Start asking questions about skyways in Minneapolis, and Michael McLaughlin's name quickly surfaces. About 20 years ago, while working for the Downtown Council, McLaughlin was staff administrator for a city-appointed group called the Skyway Advisory Committee, now defunct.

At about 9.5 miles in total length, the city's skyway network is regarded, at least by Wikipedia, as one of the two largest in North America. Calgary's network spans 9.9 miles, although not all segments are contiguous as they are in the Minneapolis. McLaughlin says his data suggests the Minneapolis system actually is bigger, stretching for more than 11 miles.

While acknowledging it's not very Minnesotan of him to say, McLaughlin believes his skywayaccess.com website has the very best map of the Minneapolis skyway system. He uses it in his consulting work with business owners, making sure designated skyway paths are open for crowds walking to large events at Target Center and U.S. Bank stadium.

Complete with GIS coordinates, McLaughlin's map shows 101 distinct skyway bridges in the Minneapolis system. About half of them measure between 50 and 100 feet. One of the shortest stretches just 15 feet between the Lumber Exchange and Midtown Garage.

The longest stretches between the hulking A and B parking ramps at the west edge of downtown, a corridor that measures 705 feet when you include two spurs to Target Center, McLaughlin said.

If you don't include the spurs, the longest bridge in downtown Minneapolis stretches 560 feet across Washington Avenue before passing beneath the overhang at 100 Washington Square and traveling out to a retail building adjacent to Churchill Apartments. This segment is the closest the downtown skyway network gets to the Mississippi River.

"I have walked every segment of the skyway that exists and those that had existed — and even those that are no longer open to the public," McLaughlin said. "Throughout the history of skyways in Minneapolis, building owners have done the math and determined that being connected to the system was more valuable than not being connected."

Considering McLaughlin's data, the Abbott Northwestern skyway is the longest in Minneapolis, but what about statewide?

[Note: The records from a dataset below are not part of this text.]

#[cfg(test)]
mod tests {
    use super::*;
    use crate::db::models::states::StateUpsertDBRequest;
    use std::sync::{Arc, Mutex};
    use std::time::Duration;
    use wiremock::matchers::{method, path, query_param};
    use wiremock::{Mock, MockServer, Respond, ResponseTemplate};

    fn images_config(server: &MockServer, media_root: &Path) -> ImagesConfig {
        ImagesConfig {
            media_root: media_root.to_path_buf(),
            size: 100,
            flag_url_template: Some(format!("{}/bandeiras/{{SIGLA}}.png?w={{size}}", server.uri())),
            coat_of_arms_url_template: Some(format!("{}/brasoes/{{sigla}}.png", server.uri())),
            request_timeout: Duration::from_secs(5),
        }
    }

    async fn seed_state(pool: &PgPool, id: StateId, abbreviation: &str, name: &str) -> StateDBResponse {
        let mut conn = pool.acquire().await.unwrap();
        States::new(&mut conn)
            .upsert(&StateUpsertDBRequest {
                id,
                abbreviation: abbreviation.to_string(),
                name: name.to_string(),
                region_id: None,
                actor: None,
            })
            .await
            .unwrap()
    }

    #[test]
    fn test_render_template() {
        assert_eq!(
            render_template("https://img.example.com/{SIGLA}/{sigla}.png?w={size}", "Sp", 64),
            "https://img.example.com/SP/sp.png?w=64"
        );
    }

    #[test]
    fn test_image_paths() {
        let (flag, coat_of_arms) = image_paths("RJ");
        assert_eq!(flag, "estados/bandeiras/rj_bandeira.png");
        assert_eq!(coat_of_arms, "estados/brasoes/rj_brasao.png");
    }

    #[sqlx::test]
    #[test_log::test]
    async fn test_update_state_images_writes_files(pool: PgPool) {
        let server = MockServer::start().await;
        Mock::given(method("GET"))
            .and(path("/bandeiras/SP.png"))
            .and(query_param("w", "100"))
            .respond_with(ResponseTemplate::new(200).set_body_bytes(b"flag".to_vec()))
            .mount(&server)
            .await;
        Mock::given(method("GET"))
            .and(path("/brasoes/sp.png"))
            .respond_with(ResponseTemplate::new(200).set_body_bytes(b"coat".to_vec()))
            .mount(&server)
            .await;

        let media = tempfile::tempdir().unwrap();
        let images = StateImages::new(&images_config(&server, media.path())).unwrap();
        let state = seed_state(&pool, 35, "SP", "São Paulo").await;

        let mut conn = pool.acquire().await.unwrap();
        let updated = images
            .update_state_images(&mut conn, &state, None, true, &Some("admin".to_string()))
            .await
            .unwrap();

        assert_eq!(updated.flag_path.as_deref(), Some("estados/bandeiras/sp_bandeira.png"));
        assert_eq!(updated.coat_of_arms_path.as_deref(), Some("estados/brasoes/sp_brasao.png"));
        assert_eq!(updated.audit.updated_by.as_deref(), Some("admin"));
        assert_eq!(std::fs::read(media.path().join("estados/bandeiras/sp_bandeira.png")).unwrap(), b"flag");
        assert_eq!(std::fs::read(media.path().join("estados/brasoes/sp_brasao.png")).unwrap(), b"coat");
    }

    #[sqlx::test]
    #[test_log::test]
    async fn test_failed_download_leaves_state_untouched(pool: PgPool) {
        let server = MockServer::start().await;
        Mock::given(method("GET"))
            .and(path("/bandeiras/RJ.png"))
            .respond_with(ResponseTemplate::new(200).set_body_bytes(b"flag".to_vec()))
            .mount(&server)
            .await;
        Mock::given(method("GET"))
            .and(path("/brasoes/rj.png"))
            .respond_with(ResponseTemplate::new(404))
            .mount(&server)
            .await;

        let media = tempfile::tempdir().unwrap();
        let images = StateImages::new(&images_config(&server, media.path())).unwrap();
        let state = seed_state(&pool, 33, "RJ", "Rio de Janeiro").await;

        let mut conn = pool.acquire().await.unwrap();
        let err = images.update_state_images(&mut conn, &state, None, true, &None).await.unwrap_err();
        assert!(matches!(
            err,
            ImageError::Download {
                source: FetchError::Status { .. },
                ..
            }
        ));

        let stored = States::new(&mut conn).get_by_id(33).await.unwrap().unwrap();
        assert!(stored.flag_path.is_none());
        assert!(!media.path().join("estados/bandeiras/rj_bandeira.png").exists());
    }

    #[sqlx::test]
    #[test_log::test]
    async fn test_sync_state_images_by_abbreviation(pool: PgPool) {
        let server = MockServer::start().await;
        Mock::given(method("GET"))
            .respond_with(ResponseTemplate::new(200).set_body_bytes(b"png".to_vec()))
            .mount(&server)
            .await;

        let media = tempfile::tempdir().unwrap();
        let images = StateImages::new(&images_config(&server, media.path())).unwrap();
        seed_state(&pool, 35, "SP", "São Paulo").await;
        seed_state(&pool, 33, "RJ", "Rio de Janeiro").await;
        seed_state(&pool, 31, "MG", "Minas Gerais").await;

        let selection = StateSelection::Abbreviations(vec!["sp".to_string(), "mg".to_string(), "XX".to_string()]);
        let updated = images.sync_state_images(&pool, &selection, false, &None).await.unwrap();

        assert_eq!(updated.iter().map(|s| s.abbreviation.as_str()).collect::<Vec<_>>(), vec!["MG", "SP"]);
        assert!(media.path().join("estados/brasoes/mg_brasao.png").exists());
        assert!(!media.path().join("estados/brasoes/rj_brasao.png").exists());

        let all = images.sync_state_images(&pool, &StateSelection::All, false, &None).await.unwrap();
        assert_eq!(all.len(), 3);
    }

    #[sqlx::test]
    #[test_log::test]
    async fn test_unconfigured_templates_rejected(pool: PgPool) {
        let media = tempfile::tempdir().unwrap();
        let config = ImagesConfig {
            media_root: media.path().to_path_buf(),
            ..ImagesConfig::default()
        };
        let images = StateImages::new(&config).unwrap();

        let err = images
            .sync_state_images(&pool, &StateSelection::Ids(vec![35]), true, &None)
            .await
            .unwrap_err();
        assert!(matches!(err, ImageError::NotConfigured { field: "flag_url_template" }));
    }

    #[sqlx::test]
    #[test_log::test]
    async fn test_blank_abbreviation_rejected_before_download(pool: PgPool) {
        let server = MockServer::start().await;
        Mock::given(method("GET"))
            .respond_with(ResponseTemplate::new(200).set_body_bytes(b"png".to_vec()))
            .expect(0)
            .mount(&server)
            .await;

        let media = tempfile::tempdir().unwrap();
        let images = StateImages::new(&images_config(&server, media.path())).unwrap();
        let state = seed_state(&pool, 99, "  ", "Sem Sigla").await;

        let mut conn = pool.acquire().await.unwrap();
        let err = images.update_state_images(&mut conn, &state, None, true, &None).await.unwrap_err();
        assert!(matches!(err, ImageError::MissingAbbreviation { state_id: 99 }));

        let err = images
            .sync_state_images(&pool, &StateSelection::Ids(vec![99]), true, &None)
            .await
            .unwrap_err();
        assert!(matches!(err, ImageError::MissingAbbreviation { state_id: 99 }));

        assert!(!media.path().join("estados/bandeiras/_bandeira.png").exists());
        let stored = States::new(&mut conn).get_by_id(99).await.unwrap().unwrap();
        assert!(stored.flag_path.is_none());
    }

    /// Answers every image request and records how many pool connections were checked out
    /// while it was being served.
    struct RecordCheckedOut {
        pool: PgPool,
        checked_out: Arc<Mutex<Vec<usize>>>,
    }

    impl Respond for RecordCheckedOut {
        fn respond(&self, _: &wiremock::Request) -> ResponseTemplate {
            let checked_out = self.pool.size() as usize - self.pool.num_idle();
            self.checked_out.lock().unwrap().push(checked_out);
            ResponseTemplate::new(200).set_body_bytes(b"png".to_vec())
        }
    }

    #[sqlx::test]
    #[test_log::test]
    async fn test_sync_state_images_downloads_without_holding_a_connection(pool: PgPool) {
        let server = MockServer::start().await;
        let checked_out = Arc::new(Mutex::new(Vec::new()));
        Mock::given(method("GET"))
            .respond_with(RecordCheckedOut {
                pool: pool.clone(),
                checked_out: checked_out.clone(),
            })
            .mount(&server)
            .await;

        let media = tempfile::tempdir().unwrap();
        let images = StateImages::new(&images_config(&server, media.path())).unwrap();
        seed_state(&pool, 35, "SP", "São Paulo").await;
        seed_state(&pool, 33, "RJ", "Rio de Janeiro").await;

        let updated = images.sync_state_images(&pool, &StateSelection::All, false, &None).await.unwrap();

        assert_eq!(updated.len(), 2);
        assert_eq!(*checked_out.lock().unwrap(), vec![0, 0, 0, 0]);
    }
}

In Rochester, city officials say their skyway crossing the Zumbro River measures an impressive 445 feet. But the Star Tribune awards the southern regional crown for longest skyway to Mayo Clinic, with its seven-layer skyway spanning W. Center St. Each layer measures nearly 90 feet for a cumulative 629 feet of skyway between the Gonda and Charlton buildings.

Yet that's not as much skyway as the bridge to the Duluth Entertainment Convention Center (DECC).

The Star Tribune adopted McLaughlin's measurement convention that allows a support structure to be included, putting the DECC skyway length at 651 feet.

"In the late '70s and early '80s, I believe the skywalk ran 917 feet without running through a building," said Phil McLoughlin, the Duluth convention center's director of building services. Portions have since been incorporated in other structures.

The Star Tribune award for the state's longest bridge goes to Minneapolis-St. Paul International Airport and its bridge connecting the C and G concourses, where moving walkways help air travelers trek its 977-foot length.

Rankings are fluid, of course. The skyway at Abbott Northwestern will get shorter as the construction project moves to completion over the next two years. Starting in 2025, the pedestrian path is scheduled to be re-routed to a temporary corridor within the new hospital building, at which point the temporary portion of the skyway will be dismantled.

When the new building opens in 2026, the permanent skyway will measure 448 feet.

For now, the fastest way through the corridor is on Paul Saverinske's golf cart, although he's careful not to drive too quickly. The best part of the job, he said, is meeting people and talking with them during the 60 or so round trips he makes each day.

They can talk about things like: Boy, this skyway is pretty long, isn't it?

"That just passes the time for the three minutes that it basically takes to get down there," Saverinske said. "Because I figure they want a little chit-chat — a little conversation."